L’associazione AGCAI, lancia un appello a tutti gli operatori, al presidente Sapar, Domenico Distante e a tutti gli associati Sapar .

“E’ la manifestazione di tutti i gestori. I punti della protesta sono stati più volte discussi e condivisi nelle ultime 2 riunioni dove erano presenti i vertici delle quattro associazioni dei gestori Sapar, Agge Sardegna, Cni e Agcai. Alcune incomprensioni tra i dirigenti Sapar e del Cni avevano fatto capire erroneamente  che la Sapar non volesse aderire alla iniziativa “, spiega il presidente di AGCAI, Palese. “Chiarito l’equivoco ,è stato invitato il presidente della Sapar Distante sia alla conferenza stampa sia a presiedere alla manifestazione del 12 dicembre. Invito che rivolgiamo a tutti il direttivo Sapar e a tutti gli associati. Insieme si può vincere. Se poi ci sarà bisogno di ritornare in piazza a brevissimo, non bisogna esitare dal farlo.

I gestori devono farsi sentire, non c’è tempo da perdere. Bisogna far capire non solo al governo ma anche all’opinione pubblica, che siamo aziende ‘normali’, che non perché distribuiscono un prodotto statale ritenuto nocivo devono essere tassate oltre ogni ragionevole misura per farle chiudere. Se il prodotto fa male , il governo cambi il prodotto è ci dia da distribuire un apparecchio meno pericoloso. La strada non è certamente quella di mettere all’asta dei diritti anche per le slot da bar Awp attraverso un nuovo bando che dà in concessione i diritti al miglior offerente, che di fatto  sposterebbe tutto il mercato verso multinazionali straniere.

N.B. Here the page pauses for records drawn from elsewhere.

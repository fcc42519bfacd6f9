// src/common/i18n.rs

use std::{collections::HashMap, sync::Arc};

pub const DEFAULT_LANG: &str = "en";

// Catálogo: (chave, inglês, português)
const MESSAGES: &[(&str, &str, &str)] = &[
    ("validation", "One or more fields are invalid.", "Um ou mais campos são inválidos."),
    (
        "insufficient_stock",
        "Insufficient stock: requested {requested}, available {available}.",
        "Estoque insuficiente: solicitado {requested}, disponível {available}.",
    ),
    ("access_denied", "You do not have access to this medicine.", "Você não tem acesso a este medicamento."),
    ("medicine_not_found", "Medicine not found.", "Medicamento não encontrado."),
    (
        "invalid_action",
        "Invalid stock action '{action}'. Use 'add' or 'sell'.",
        "Ação de estoque inválida '{action}'. Use 'add' ou 'sell'.",
    ),
    ("username_exists", "This username is already taken.", "Este nome de usuário já está em uso."),
    ("email_exists", "This e-mail is already in use.", "Este e-mail já está em uso."),
    ("invalid_credentials", "Invalid username or password.", "Usuário ou senha inválidos."),
    ("invalid_token", "Authentication token is invalid or missing.", "Token de autenticação inválido ou ausente."),
    ("user_not_found", "User not found.", "Usuário não encontrado."),
    ("internal", "An unexpected error occurred.", "Ocorreu um erro inesperado."),
];

/// Mensagens de erro por idioma, carregadas uma vez no AppState.
#[derive(Clone)]
pub struct I18nStore {
    catalogs: Arc<HashMap<&'static str, HashMap<&'static str, &'static str>>>,
}

impl I18nStore {
    pub fn new() -> Self {
        let mut en = HashMap::new();
        let mut pt = HashMap::new();
        for (key, en_msg, pt_msg) in MESSAGES {
            en.insert(*key, *en_msg);
            pt.insert(*key, *pt_msg);
        }

        let mut catalogs = HashMap::new();
        catalogs.insert("en", en);
        catalogs.insert("pt", pt);

        Self { catalogs: Arc::new(catalogs) }
    }

    /// Traduz `key`, substituindo `{nome}` pelos parâmetros.
    /// Idioma desconhecido cai para o inglês; chave desconhecida volta como está.
    pub fn translate(&self, lang: &str, key: &str, params: &[(&str, String)]) -> String {
        let template = self
            .catalogs
            .get(lang)
            .and_then(|c| c.get(key))
            .or_else(|| self.catalogs.get(DEFAULT_LANG).and_then(|c| c.get(key)))
            .copied()
            .unwrap_or(key);

        params.iter().fold(template.to_string(), |msg, (name, value)| {
            msg.replace(&format!("{{{}}}", name), value)
        })
    }
}

impl Default for I18nStore {
    fn default() -> Self {
        Self::new()
    }
}

#[cfg(test)]
mod tests {
    use super::*;

    #[test]
    fn translates_with_params() {
        let store = I18nStore::new();
        let msg = store.translate(
            "pt",
            "insufficient_stock",
            &[("requested", "100".into()), ("available", "40".into())],
        );
        assert_eq!(msg, "Estoque insuficiente: solicitado 100, disponível 40.");
    }

    #[test]
    fn unknown_language_falls_back_to_english() {
        let store = I18nStore::new();
        assert_eq!(store.translate("de", "medicine_not_found", &[]), "Medicine not found.");
    }

    #[test]
    fn unknown_key_is_returned_verbatim() {
        let store = I18nStore::new();
        assert_eq!(store.translate("en", "nope", &[]), "nope");
    }
}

Bisogna far capire proprio questo: il vero obiettivo del vessare continuamente il gestore è quello di impoverirlo attraverso un tassazione inammissibile affinché lasci volontariamente il mercato. Scendiamo in piazza per tutelare il Made in Italy e siamo sicuri che saremo in tanti e tutti uniti”, scrive in una nota l’AGCAI.